▸ **WHAT IS NEEDED**: What is the number of lines in the data that include the string "crate"? Give it by itself.
[[ MATERIALS PROVIDED, beginning ]]
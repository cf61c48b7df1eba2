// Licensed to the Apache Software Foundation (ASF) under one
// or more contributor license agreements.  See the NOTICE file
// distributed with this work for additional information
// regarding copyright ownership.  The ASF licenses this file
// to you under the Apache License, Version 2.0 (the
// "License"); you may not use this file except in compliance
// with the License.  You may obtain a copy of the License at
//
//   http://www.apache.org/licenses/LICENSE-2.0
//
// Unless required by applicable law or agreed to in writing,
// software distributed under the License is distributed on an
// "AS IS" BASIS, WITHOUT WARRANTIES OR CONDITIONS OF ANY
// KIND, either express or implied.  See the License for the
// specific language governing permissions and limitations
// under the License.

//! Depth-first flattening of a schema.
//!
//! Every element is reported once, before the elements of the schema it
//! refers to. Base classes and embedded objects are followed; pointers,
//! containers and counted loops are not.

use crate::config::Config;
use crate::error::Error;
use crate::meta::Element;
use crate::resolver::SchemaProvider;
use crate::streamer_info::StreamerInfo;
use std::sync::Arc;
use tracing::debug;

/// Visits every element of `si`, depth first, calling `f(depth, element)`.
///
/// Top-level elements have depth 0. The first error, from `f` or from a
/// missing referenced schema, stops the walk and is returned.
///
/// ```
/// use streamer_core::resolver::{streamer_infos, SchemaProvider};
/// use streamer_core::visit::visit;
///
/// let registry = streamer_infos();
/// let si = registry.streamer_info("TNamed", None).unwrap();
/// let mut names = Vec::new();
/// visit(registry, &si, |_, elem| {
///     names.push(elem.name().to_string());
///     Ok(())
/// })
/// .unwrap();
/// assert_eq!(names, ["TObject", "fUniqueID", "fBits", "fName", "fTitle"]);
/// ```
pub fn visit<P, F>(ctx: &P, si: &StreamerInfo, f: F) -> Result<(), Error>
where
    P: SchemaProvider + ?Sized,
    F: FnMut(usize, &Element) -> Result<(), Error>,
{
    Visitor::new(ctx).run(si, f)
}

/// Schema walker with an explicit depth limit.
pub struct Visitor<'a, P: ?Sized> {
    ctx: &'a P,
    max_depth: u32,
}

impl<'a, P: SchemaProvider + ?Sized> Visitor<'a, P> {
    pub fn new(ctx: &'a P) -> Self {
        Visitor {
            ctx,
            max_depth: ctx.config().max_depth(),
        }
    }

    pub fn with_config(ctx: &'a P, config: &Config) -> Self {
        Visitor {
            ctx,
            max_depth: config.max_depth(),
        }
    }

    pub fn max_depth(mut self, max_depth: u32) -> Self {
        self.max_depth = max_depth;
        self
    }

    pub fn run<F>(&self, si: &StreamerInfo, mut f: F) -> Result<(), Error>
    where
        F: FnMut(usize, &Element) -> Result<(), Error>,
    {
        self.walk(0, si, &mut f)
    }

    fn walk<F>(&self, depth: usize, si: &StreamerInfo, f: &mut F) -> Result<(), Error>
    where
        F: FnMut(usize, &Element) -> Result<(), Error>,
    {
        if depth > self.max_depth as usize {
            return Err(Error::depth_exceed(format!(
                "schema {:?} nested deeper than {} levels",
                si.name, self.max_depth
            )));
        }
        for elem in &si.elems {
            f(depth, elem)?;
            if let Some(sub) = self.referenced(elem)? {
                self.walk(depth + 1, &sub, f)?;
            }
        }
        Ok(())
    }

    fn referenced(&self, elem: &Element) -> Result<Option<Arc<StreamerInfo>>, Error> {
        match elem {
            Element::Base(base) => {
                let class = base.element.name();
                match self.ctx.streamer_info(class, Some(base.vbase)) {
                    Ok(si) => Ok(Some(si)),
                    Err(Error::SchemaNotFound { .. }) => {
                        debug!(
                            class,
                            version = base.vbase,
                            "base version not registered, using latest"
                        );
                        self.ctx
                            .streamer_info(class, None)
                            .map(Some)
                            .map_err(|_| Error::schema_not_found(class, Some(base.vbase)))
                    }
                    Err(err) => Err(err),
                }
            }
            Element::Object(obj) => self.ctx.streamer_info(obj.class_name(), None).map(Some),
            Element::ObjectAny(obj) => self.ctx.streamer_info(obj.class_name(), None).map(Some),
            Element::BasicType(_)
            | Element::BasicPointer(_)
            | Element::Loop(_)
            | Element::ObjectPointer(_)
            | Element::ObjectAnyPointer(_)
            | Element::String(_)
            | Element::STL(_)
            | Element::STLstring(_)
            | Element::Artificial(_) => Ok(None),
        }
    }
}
[[ MATERIALS PROVIDED, end ]]
▸ **RESPONSE BOX**: 5